(Collected data entries)
════
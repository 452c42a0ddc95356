// src/routes/contatos.rs

use axum::{extract::{Path, Query, State}, Json};
use chrono::NaiveDate;
use serde::Deserialize;
use sqlx::{query, query_as, PgPool};
use uuid::Uuid;

use crate::auth::AuthUser;
use crate::drafts::{save_with_deadline, DraftOutcome};
use crate::error::AppResult;
use crate::models::{Contato, Deleted};
use crate::{fields, AppState};
use super::{page, ListQ};

#[derive(Debug, Deserialize)]
pub struct CreateContatoBody {
    pub nome_completo: String,
    pub apelido_relacionamento: Option<String>,
    pub cargo: Option<String>,
    pub celular: Option<String>,
    pub email: Option<String>,
    pub observacoes: Option<String>,
    pub data_aniversario: Option<NaiveDate>,
    pub pessoa_site: Option<String>,
    pub pessoa_redes: Option<String>,
    pub canal_relatorio: Option<Vec<String>>,
}

#[derive(Debug, Default, Deserialize)]
pub struct PatchContatoBody {
    pub nome_completo: Option<String>,
    pub apelido_relacionamento: Option<String>,
    pub cargo: Option<String>,
    pub celular: Option<String>,
    pub email: Option<String>,
    pub observacoes: Option<String>,
    pub data_aniversario: Option<NaiveDate>,
    pub pessoa_site: Option<String>,
    pub pessoa_redes: Option<String>,
    pub canal_relatorio: Option<Vec<String>>,
}

/// A contact may receive reports only through at least one chosen channel.
pub fn message_authorization(canais: Option<&[String]>) -> Option<bool> {
    canais.map(|c| c.iter().any(|canal| !canal.trim().is_empty()))
}

// GET /api/v1/contatos
pub async fn list_contatos(
    _user: AuthUser,
    State(state): State<AppState>,
    Query(q): Query<ListQ>,
) -> AppResult<Json<Vec<Contato>>> {
    let (limit, offset) = page(&q);

    let rows = if let Some(pattern) = q.pattern() {
        query_as::<_, Contato>(
            r#"SELECT * FROM public.crm_contatos
               WHERE nome_completo ILIKE $1 OR celular ILIKE $1 OR email ILIKE $1 OR cargo ILIKE $1
               ORDER BY updated_at DESC
               LIMIT $2 OFFSET $3"#)
            .bind(pattern).bind(limit).bind(offset)
            .fetch_all(&state.pool).await?
    } else {
        query_as::<_, Contato>(
            r#"SELECT * FROM public.crm_contatos ORDER BY updated_at DESC LIMIT $1 OFFSET $2"#)
            .bind(limit).bind(offset)
            .fetch_all(&state.pool).await?
    };
    Ok(Json(rows))
}

// GET /api/v1/contatos/:id
pub async fn get_contato(
    _user: AuthUser,
    State(state): State<AppState>,
    Path(id): Path<Uuid>,
) -> AppResult<Json<Contato>> {
    let row = query_as::<_, Contato>(r#"SELECT * FROM public.crm_contatos WHERE id = $1"#)
        .bind(id)
        .fetch_one(&state.pool).await?;
    Ok(Json(row))
}

// POST /api/v1/contatos
pub async fn create_contato(
    _user: AuthUser,
    State(state): State<AppState>,
    Json(b): Json<CreateContatoBody>,
) -> AppResult<Json<Contato>> {
    let autorizacao = message_authorization(b.canal_relatorio.as_deref()).unwrap_or(false);

    let row = query_as::<_, Contato>(
        r#"
        INSERT INTO public.crm_contatos
          (nome_completo, apelido_relacionamento, cargo, celular, email, observacoes,
           data_aniversario, pessoa_site, pessoa_redes, canal_relatorio, autorizacao_mensagem, updated_at)
        VALUES ($1,$2,$3,$4,$5,$6,$7,$8,$9,$10,$11, now())
        RETURNING *
        "#
    )
    .bind(fields::text(Some(b.nome_completo)).unwrap_or_default())
    .bind(fields::text(b.apelido_relacionamento))
    .bind(fields::text(b.cargo))
    .bind(fields::digits(b.celular))
    .bind(fields::email(b.email))
    .bind(fields::text(b.observacoes))
    .bind(b.data_aniversario)
    .bind(fields::text(b.pessoa_site))
    .bind(fields::text(b.pessoa_redes))
    .bind(b.canal_relatorio)
    .bind(autorizacao)
    .fetch_one(&state.pool).await?;

    tracing::info!(contato_id = %row.id, "contato created");
    Ok(Json(row))
}

// PATCH /api/v1/contatos/:id
pub async fn patch_contato(
    _user: AuthUser,
    State(state): State<AppState>,
    Path(id): Path<Uuid>,
    Json(b): Json<PatchContatoBody>,
) -> AppResult<Json<Contato>> {
    let row = update_contato(&state.pool, id, b).await?;
    Ok(Json(row))
}

// PUT /api/v1/contatos/:id/draft
pub async fn save_contato_draft(
    _user: AuthUser,
    State(state): State<AppState>,
    Path(id): Path<Uuid>,
    Json(b): Json<PatchContatoBody>,
) -> Json<DraftOutcome> {
    Json(save_with_deadline(update_contato(&state.pool, id, b), state.config.draft_timeout).await)
}

// DELETE /api/v1/contatos/:id
pub async fn delete_contato(
    _user: AuthUser,
    State(state): State<AppState>,
    Path(id): Path<Uuid>,
) -> AppResult<Json<Deleted>> {
    let res = query(r#"DELETE FROM public.crm_contatos WHERE id = $1"#)
        .bind(id)
        .execute(&state.pool).await?;
    Ok(Json(Deleted { deleted: res.rows_affected() > 0 }))
}

async fn update_contato(pool: &PgPool, id: Uuid, b: PatchContatoBody) -> Result<Contato, sqlx::Error> {
    let autorizacao = message_authorization(b.canal_relatorio.as_deref());

    query_as::<_, Contato>(
        r#"
        UPDATE public.crm_contatos SET
          nome_completo          = COALESCE(NULLIF($2, ''), nome_completo),
          apelido_relacionamento = CASE WHEN $3::text IS NULL THEN apelido_relacionamento ELSE NULLIF($3, '') END,
          cargo                  = CASE WHEN $4::text IS NULL THEN cargo                  ELSE NULLIF($4, '') END,
          celular                = CASE WHEN $5::text IS NULL THEN celular                ELSE NULLIF($5, '') END,
          email                  = CASE WHEN $6::text IS NULL THEN email                  ELSE NULLIF($6, '') END,
          observacoes            = CASE WHEN $7::text IS NULL THEN observacoes            ELSE NULLIF($7, '') END,
          data_aniversario       = COALESCE($8, data_aniversario),
          pessoa_site            = CASE WHEN $9::text IS NULL THEN pessoa_site            ELSE NULLIF($9, '') END,
          pessoa_redes           = CASE WHEN $10::text IS NULL THEN pessoa_redes          ELSE NULLIF($10, '') END,
          canal_relatorio        = COALESCE($11, canal_relatorio),
          autorizacao_mensagem   = COALESCE($12, autorizacao_mensagem),
          updated_at             = now()
        WHERE id = $1
        RETURNING *
        "#
    )
    .bind(id)
    .bind(fields::patch_text(b.nome_completo))
    .bind(fields::patch_text(b.apelido_relacionamento))
    .bind(fields::patch_text(b.cargo))
    .bind(fields::patch_digits(b.celular))
    .bind(fields::patch_email(b.email))
    .bind(fields::patch_text(b.observacoes))
    .bind(b.data_aniversario)
    .bind(fields::patch_text(b.pessoa_site))
    .bind(fields::patch_text(b.pessoa_redes))
    .bind(b.canal_relatorio)
    .bind(autorizacao)
    .fetch_one(pool)
    .await
}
════
Lines holding the word "ORDER" in the entries above are the ones to pull out. Copy them all.

● RESULT FOR THIS TASK:
               ORDER BY updated_at DESC
            r#"SELECT * FROM public.crm_contatos ORDER BY updated_at DESC LIMIT $1 OFFSET $2"#)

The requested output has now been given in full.